Le pagine del suo diario sono quelle di una studentessa di terza media piuttosto profonda nei suoi ragionamenti. Si  prosegue con le immagini della ragazzina insistentemente affiancata da un camioncino Iveco bianco (come quello del suo futuro assassino). Poi, la sera del 26 novembre intorno alle 17 e 30, mentre le abitazioni del paese sono giá addobbate con i festoni natalizi,  Yara raggiunge a piedi la sua palestra per portarvi uno stereo e da quel momento si perdono le sue tracce. I genitori, persone di grande dignità e poco avvezze ai pianti da tragedia greca, sperano ancora si tratti di un evento programmato dalla figlia, ma il terrore via via si impadronisce di loro   quando la voce scherzosa della segreteria telefonica del cellulare di Yara continua a ripetere ossessivamente: “ciao sono Yara… ma no è la segreteria….”. Qui subentra l’altra protagonista della vicenda, la pm Ruggeri che esordisce prendendo una cantonata (lo dice lei stessa) facendo arrestare in modo rocambolesco (intercettandolo su una nave salpata da Genova per Tangeri) un marocchino del tutto estraneo ai fatti, operaio nel vicino cantiere di Brembate e vittima di un’intercettazione telefonica  mal tradotta dall’arabo. Dopo 90 giorni, la realtà si palesa con il rittovamento del corpo di Yara, martoriato da colpi di spranga e ferite da arma da taglio (ma morta per ipotermia). Nessuna violenza sessuale evidente. E si ricomicia daccapo: la Ruggeri, coadiuvata dal colonnello Vitale (un Alessio Boni un po’ troppo compunto, quasi robotico) e bombardata dai media, decide di puntare tutto sui reperti genetici dell’assassino ritrovati sui resti della ragazza. E mette in atto il suo piano: fa esaminare il DNA dei paesani, degli operai del vicino cantiere e di chi, in zona, volontariamente accetti l’analisi.
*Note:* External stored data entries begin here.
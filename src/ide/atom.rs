//! Descriptors for Atom-style editors with compiler-flag completion

use serde::Serialize;

use crate::errors::Result;
use crate::ide::flags::MergedFlags;

/// Shape of `.gcc-flags.json` consumed by gcc-backed linter plugins
#[derive(Debug, Serialize)]
#[serde(rename_all = "camelCase")]
struct GccFlags<'a> {
    exec_path: String,
    gcc_default_c_flags: String,
    gcc_default_cpp_flags: String,
    gcc_error_limit: u32,
    gcc_include_paths: String,
    gcc_suppress_warnings: bool,
    #[serde(skip_serializing_if = "<[String]>::is_empty")]
    gcc_defines: &'a [String],
}

/// Render the Atom file set: a flat token list and its structured twin
pub fn render(flags: &MergedFlags) -> Result<Vec<(&'static str, String)>> {
    let mut clang_complete = flags.tokens().join("\n");
    clang_complete.push('\n');

    let define_flags = flags
        .defines
        .iter()
        .map(|def| format!("-D{}", def))
        .collect::<Vec<_>>()
        .join(" ");
    let gcc_flags = GccFlags {
        exec_path: flags.gcc_path(),
        gcc_default_c_flags: format!("-fsyntax-only {}", define_flags),
        gcc_default_cpp_flags: format!("-fsyntax-only -std=c++11 {}", define_flags),
        gcc_error_limit: 15,
        gcc_include_paths: flags.includes.join(","),
        gcc_suppress_warnings: false,
        gcc_defines: &flags.defines,
    };
    let mut gcc_flags_json = serde_json::to_string_pretty(&gcc_flags)?;
    gcc_flags_json.push('\n');

    Ok(vec![
        (".clang_complete", clang_complete),
        (".gcc-flags.json", gcc_flags_json),
    ])
}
Ha fortuna: un terrorizzato  Damiano Guerinoni viene convocato in Procura perchè il suo codice genetico rivela un aplotipo y, come si chiama in termini tecnici, ovvero una traccia genetica che, in questo caso, corrisponde a quella lasciata dall’assassino sugli indumenti intimi di Yara. Bingo, direbbero gli investigatori di una serie tv americana alla Law and Order. Ma non e così. Damiano non c’entra direttamente, ma grazie a lui, attraverso una complessa catena genetica, si giunge a Giuseppe Guerinoni, un  autista scomparso nel ’99  e che ebbe un figlio fuori dal matrimonio con la madre di Massimo Bossetti, operaio lampadato oltremisura, bella moglie e padre di tre figli nonchè frequentatore di siti hard per amanti delle vagine depílate di giovani fanciulle. Bossetti viene condannato all’ergastolo fino alla Cassazione. Lui continua  dichiararsi innocente e i suoi avvocati hanno già presentato tre ricorsi, tutti respinti, alla Corte Suprema e si accingono, oggi, a presentarmne una quarta, in quanto – sostengono – non sono stati mostrati alla difesa alcuni reperti da cui è stato tratto il DNA di Bossetti.  Ma di ciò il film riferisce, in parte, solo sui titoli di coda. Yara e un film sobrio che non alza mai i toni e che non gioca sui facili sentimenti del pubblico. Giordana (per inciso, l’autore di Maledetti vi ameròI cento passi, La meglio gioventù, solo per citare, a mio parere, le sue opere migliori) realizza un documento fedele ai fatti con piccole, ininfluenti, digressioni autoriali rispetto alla realtà e che, nonostante ciò, ha suscitato le immancabili critiche da parte degli avvocati di Bossetti.